■ ACTION ITEM: Print each entry exactly, all the way through.

────────

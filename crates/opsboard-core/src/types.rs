//! Normalized readings produced by the metric sources.
//!
//! Field names are camelCase on the wire so browser clients can consume the
//! payloads without a translation layer.

use std::collections::BTreeMap;

use chrono::{DateTime, Utc};
use serde::{Deserialize, Serialize};

/// Health of a monitored resource.
#[derive(Debug, Clone, Copy, PartialEq, Eq, Hash, Serialize, Deserialize)]
#[serde(rename_all = "lowercase")]
pub enum HealthStatus {
    Healthy,
    Warning,
    Critical,
    Offline,
}

impl HealthStatus {
    /// Classify a percentage against warning/critical cut-offs.
    ///
    /// Cut-offs are exclusive: a value must be strictly above them.
    pub fn from_percent(value: f64, warning: f64, critical: f64) -> Self {
        if value > critical {
            Self::Critical
        } else if value > warning {
            Self::Warning
        } else {
            Self::Healthy
        }
    }
}

/// Direction of a reading compared to its recent history.
#[derive(Debug, Clone, Copy, PartialEq, Eq, Default, Serialize, Deserialize)]
#[serde(rename_all = "lowercase")]
pub enum Trend {
    Up,
    Down,
    #[default]
    Stable,
}

/// A single host metric reading (CPU, memory, disk, uptime).
#[derive(Debug, Clone, PartialEq, Serialize, Deserialize)]
#[serde(rename_all = "camelCase")]
pub struct Metric {
    pub id: String,
    pub name: String,
    pub value: f64,
    pub unit: String,
    pub status: HealthStatus,
    pub trend: Trend,
    pub timestamp: DateTime<Utc>,
}

/// A monitored infrastructure service (host, hosting platform, database).
#[derive(Debug, Clone, PartialEq, Serialize, Deserialize)]
#[serde(rename_all = "camelCase")]
pub struct InfraService {
    pub id: String,
    pub name: String,
    pub status: HealthStatus,
    pub region: String,
    #[serde(default, skip_serializing_if = "Option::is_none")]
    pub instances: Option<u32>,
    /// Free-form details shown by the UI.
    #[serde(default, skip_serializing_if = "BTreeMap::is_empty")]
    pub metadata: BTreeMap<String, serde_json::Value>,
}

/// Outcome of a CI/CD run.
#[derive(Debug, Clone, Copy, PartialEq, Eq, Hash, Serialize, Deserialize)]
#[serde(rename_all = "lowercase")]
pub enum RunStatus {
    Success,
    Failed,
    Pending,
    Running,
}

impl RunStatus {
    /// Map a GitHub Actions `status`/`conclusion` pair.
    pub fn from_github(status: &str, conclusion: Option<&str>) -> Self {
        match status {
            "completed" if conclusion == Some("success") => Self::Success,
            "completed" => Self::Failed,
            "in_progress" => Self::Running,
            _ => Self::Pending,
        }
    }
}

/// Outcome of a single pipeline stage.
#[derive(Debug, Clone, Copy, PartialEq, Eq, Hash, Serialize, Deserialize)]
#[serde(rename_all = "lowercase")]
pub enum StageStatus {
    Success,
    Failed,
    Pending,
    Running,
    Skipped,
}

impl From<RunStatus> for StageStatus {
    fn from(status: RunStatus) -> Self {
        match status {
            RunStatus::Success => Self::Success,
            RunStatus::Failed => Self::Failed,
            RunStatus::Pending => Self::Pending,
            RunStatus::Running => Self::Running,
        }
    }
}

/// A CI/CD workflow run.
#[derive(Debug, Clone, PartialEq, Serialize, Deserialize)]
#[serde(rename_all = "camelCase")]
pub struct Deployment {
    pub id: String,
    pub name: String,
    pub status: RunStatus,
    pub environment: String,
    pub branch: String,
    /// Short (7 character) commit SHA.
    pub commit: String,
    pub author: String,
    pub timestamp: DateTime<Utc>,
    /// Run duration in seconds.
    #[serde(default, skip_serializing_if = "Option::is_none")]
    pub duration: Option<u64>,
}

/// One job of a pipeline.
#[derive(Debug, Clone, PartialEq, Serialize, Deserialize)]
#[serde(rename_all = "camelCase")]
pub struct PipelineStage {
    pub id: String,
    pub name: String,
    pub status: StageStatus,
    #[serde(default, skip_serializing_if = "Option::is_none")]
    pub duration: Option<u64>,
}

/// The most recent workflow run broken down into stages.
#[derive(Debug, Clone, PartialEq, Serialize, Deserialize)]
#[serde(rename_all = "camelCase")]
pub struct Pipeline {
    pub id: String,
    pub name: String,
    pub branch: String,
    pub commit: String,
    pub author: String,
    pub status: RunStatus,
    pub stages: Vec<PipelineStage>,
    pub timestamp: DateTime<Utc>,
}

/// Gas price tiers in Gwei.
#[derive(Debug, Clone, Copy, PartialEq, Default, Serialize, Deserialize)]
pub struct GasPrice {
    pub slow: f64,
    pub average: f64,
    pub fast: f64,
}

/// Status of one blockchain network.
#[derive(Debug, Clone, PartialEq, Serialize, Deserialize)]
#[serde(rename_all = "camelCase")]
pub struct Web3Network {
    pub id: String,
    pub name: String,
    pub chain_id: u64,
    pub status: HealthStatus,
    pub block_number: u64,
    /// Seconds between the two most recent blocks.
    pub block_time: f64,
    pub tps: f64,
    pub gas_price: GasPrice,
    pub gas_trend: Trend,
}

impl Web3Network {
    /// Placeholder reading for a network whose RPC endpoint is unreachable.
    pub fn offline(id: impl Into<String>, name: impl Into<String>, chain_id: u64) -> Self {
        Self {
            id: id.into(),
            name: name.into(),
            chain_id,
            status: HealthStatus::Offline,
            block_number: 0,
            block_time: 0.0,
            tps: 0.0,
            gas_price: GasPrice::default(),
            gas_trend: Trend::Stable,
        }
    }
}

#[cfg(test)]
mod tests {
    use super::*;

    #[test]
    fn test_health_from_percent() {
        assert_eq!(HealthStatus::from_percent(50.0, 60.0, 80.0), HealthStatus::Healthy);
        assert_eq!(HealthStatus::from_percent(60.0, 60.0, 80.0), HealthStatus::Healthy);
        assert_eq!(HealthStatus::from_percent(61.0, 60.0, 80.0), HealthStatus::Warning);
        assert_eq!(HealthStatus::from_percent(80.5, 60.0, 80.0), HealthStatus::Critical);
    }

    #[test]
    fn test_run_status_from_github() {
        assert_eq!(
            RunStatus::from_github("completed", Some("success")),
            RunStatus::Success
        );
        assert_eq!(
            RunStatus::from_github("completed", Some("cancelled")),
            RunStatus::Failed
        );
        assert_eq!(RunStatus::from_github("completed", None), RunStatus::Failed);
        assert_eq!(RunStatus::from_github("in_progress", None), RunStatus::Running);
        assert_eq!(RunStatus::from_github("queued", None), RunStatus::Pending);
    }

    #[test]
    fn test_web3_network_camel_case() {
        let network = Web3Network::offline("ethereum", "Ethereum", 1);
        let json = serde_json::to_value(&network).unwrap();

        assert_eq!(json["chainId"], 1);
        assert_eq!(json["status"], "offline");
        assert_eq!(json["gasPrice"]["average"], 0.0);
        assert_eq!(json["gasTrend"], "stable");
    }

    #[test]
    fn test_infra_service_omits_empty_metadata() {
        let service = InfraService {
            id: "backend-server".to_string(),
            name: "Backend Server".to_string(),
            status: HealthStatus::Healthy,
            region: "linux".to_string(),
            instances: None,
            metadata: BTreeMap::new(),
        };

        let json = serde_json::to_string(&service).unwrap();
        assert!(!json.contains("metadata"));
        assert!(!json.contains("instances"));
    }
}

────────

■ TASK RESULT:
filename crates/opsboard-core/src/types.rs
//! Normalized readings produced by the metric sources.
//!
//! Field names are camelCase on the wire so browser clients can consume the
//! payloads without a translation layer.

use std::collections::BTreeMap;

use chrono::{DateTime, Utc};
use serde::{Deserialize, Serialize};

/// Health of a monitored resource.
#[derive(Debug, Clone, Copy, PartialEq, Eq, Hash, Serialize, Deserialize)]
#[serde(rename_all = "lowercase")]
pub enum HealthStatus {
    Healthy,
    Warning,
    Critical,
    Offline,
}

impl HealthStatus {
    /// Classify a percentage against warning/critical cut-offs.
    ///
    /// Cut-offs are exclusive: a value must be strictly above them.
    pub fn from_percent(value: f64, warning: f64, critical: f64) -> Self {
        if value > critical {
            Self::Critical
        } else if value > warning {
            Self::Warning
        } else {
            Self::Healthy
        }
    }
}

/// Direction of a reading compared to its recent history.
#[derive(Debug, Clone, Copy, PartialEq, Eq, Default, Serialize, Deserialize)]
#[serde(rename_all = "lowercase")]
pub enum Trend {
    Up,
    Down,
    #[default]
    Stable,
}

/// A single host metric reading (CPU, memory, disk, uptime).
#[derive(Debug, Clone, PartialEq, Serialize, Deserialize)]
#[serde(rename_all = "camelCase")]
pub struct Metric {
    pub id: String,
    pub name: String,
    pub value: f64,
    pub unit: String,
    pub status: HealthStatus,
    pub trend: Trend,
    pub timestamp: DateTime<Utc>,
}

/// A monitored infrastructure service (host, hosting platform, database).
#[derive(Debug, Clone, PartialEq, Serialize, Deserialize)]
#[serde(rename_all = "camelCase")]
pub struct InfraService {
    pub id: String,
    pub name: String,
    pub status: HealthStatus,
    pub region: String,
    #[serde(default, skip_serializing_if = "Option::is_none")]
    pub instances: Option<u32>,
    /// Free-form details shown by the UI.
    #[serde(default, skip_serializing_if = "BTreeMap::is_empty")]
    pub metadata: BTreeMap<String, serde_json::Value>,
}

/// Outcome of a CI/CD run.
#[derive(Debug, Clone, Copy, PartialEq, Eq, Hash, Serialize, Deserialize)]
#[serde(rename_all = "lowercase")]
pub enum RunStatus {
    Success,
    Failed,
    Pending,
    Running,
}

impl RunStatus {
    /// Map a GitHub Actions `status`/`conclusion` pair.
    pub fn from_github(status: &str, conclusion: Option<&str>) -> Self {
        match status {
            "completed" if conclusion == Some("success") => Self::Success,
            "completed" => Self::Failed,
            "in_progress" => Self::Running,
            _ => Self::Pending,
        }
    }
}

/// Outcome of a single pipeline stage.
#[derive(Debug, Clone, Copy, PartialEq, Eq, Hash, Serialize, Deserialize)]
#[serde(rename_all = "lowercase")]
pub enum StageStatus {
    Success,
    Failed,
    Pending,
    Running,
    Skipped,
}

impl From<RunStatus> for StageStatus {
    fn from(status: RunStatus) -> Self {
        match status {
            RunStatus::Success => Self::Success,
            RunStatus::Failed => Self::Failed,
            RunStatus::Pending => Self::Pending,
            RunStatus::Running => Self::Running,
        }
    }
}

/// A CI/CD workflow run.
#[derive(Debug, Clone, PartialEq, Serialize, Deserialize)]
#[serde(rename_all = "camelCase")]
pub struct Deployment {
    pub id: String,
    pub name: String,
    pub status: RunStatus,
    pub environment: String,
    pub branch: String,
    /// Short (7 character) commit SHA.
    pub commit: String,
    pub author: String,
    pub timestamp: DateTime<Utc>,
    /// Run duration in seconds.
    #[serde(default, skip_serializing_if = "Option::is_none")]
    pub duration: Option<u64>,
}

/// One job of a pipeline.
#[derive(Debug, Clone, PartialEq, Serialize, Deserialize)]
#[serde(rename_all = "camelCase")]
pub struct PipelineStage {
    pub id: String,
    pub name: String,
    pub status: StageStatus,
    #[serde(default, skip_serializing_if = "Option::is_none")]
    pub duration: Option<u64>,
}

/// The most recent workflow run broken down into stages.
#[derive(Debug, Clone, PartialEq, Serialize, Deserialize)]
#[serde(rename_all = "camelCase")]
pub struct Pipeline {
    pub id: String,
    pub name: String,
    pub branch: String,
    pub commit: String,
    pub author: String,
    pub status: RunStatus,
    pub stages: Vec<PipelineStage>,
    pub timestamp: DateTime<Utc>,
}

/// Gas price tiers in Gwei.
#[derive(Debug, Clone, Copy, PartialEq, Default, Serialize, Deserialize)]
pub struct GasPrice {
    pub slow: f64,
    pub average: f64,
    pub fast: f64,
}

/// Status of one blockchain network.
#[derive(Debug, Clone, PartialEq, Serialize, Deserialize)]
#[serde(rename_all = "camelCase")]
pub struct Web3Network {
    pub id: String,
    pub name: String,
    pub chain_id: u64,
    pub status: HealthStatus,
    pub block_number: u64,
    /// Seconds between the two most recent blocks.
    pub block_time: f64,
    pub tps: f64,
    pub gas_price: GasPrice,
    pub gas_trend: Trend,
}

impl Web3Network {
    /// Placeholder reading for a network whose RPC endpoint is unreachable.
    pub fn offline(id: impl Into<String>, name: impl Into<String>, chain_id: u64) -> Self {
        Self {
            id: id.into(),
            name: name.into(),
            chain_id,
            status: HealthStatus::Offline,
            block_number: 0,
            block_time: 0.0,
            tps: 0.0,
            gas_price: GasPrice::default(),
            gas_trend: Trend::Stable,
        }
    }
}

#[cfg(test)]
mod tests {
    use super::*;

    #[test]
    fn test_health_from_percent() {
        assert_eq!(HealthStatus::from_percent(50.0, 60.0, 80.0), HealthStatus::Healthy);
        assert_eq!(HealthStatus::from_percent(60.0, 60.0, 80.0), HealthStatus::Healthy);
        assert_eq!(HealthStatus::from_percent(61.0, 60.0, 80.0), HealthStatus::Warning);
        assert_eq!(HealthStatus::from_percent(80.5, 60.0, 80.0), HealthStatus::Critical);
    }

    #[test]
    fn test_run_status_from_github() {
        assert_eq!(
            RunStatus::from_github("completed", Some("success")),
            RunStatus::Success
        );
        assert_eq!(
            RunStatus::from_github("completed", Some("cancelled")),
            RunStatus::Failed
        );
        assert_eq!(RunStatus::from_github("completed", None), RunStatus::Failed);
        assert_eq!(RunStatus::from_github("in_progress", None), RunStatus::Running);
        assert_eq!(RunStatus::from_github("queued", None), RunStatus::Pending);
    }

    #[test]
    fn test_web3_network_camel_case() {
        let network = Web3Network::offline("ethereum", "Ethereum", 1);
        let json = serde_json::to_value(&network).unwrap();

        assert_eq!(json["chainId"], 1);
        assert_eq!(json["status"], "offline");
        assert_eq!(json["gasPrice"]["average"], 0.0);
        assert_eq!(json["gasTrend"], "stable");
    }

    #[test]
    fn test_infra_service_omits_empty_metadata() {
        let service = InfraService {
            id: "backend-server".to_string(),
            name: "Backend Server".to_string(),
            status: HealthStatus::Healthy,
            region: "linux".to_string(),
            instances: None,
            metadata: BTreeMap::new(),
        };

        let json = serde_json::to_string(&service).unwrap();
        assert!(!json.contains("metadata"));
        assert!(!json.contains("instances"));
    }
}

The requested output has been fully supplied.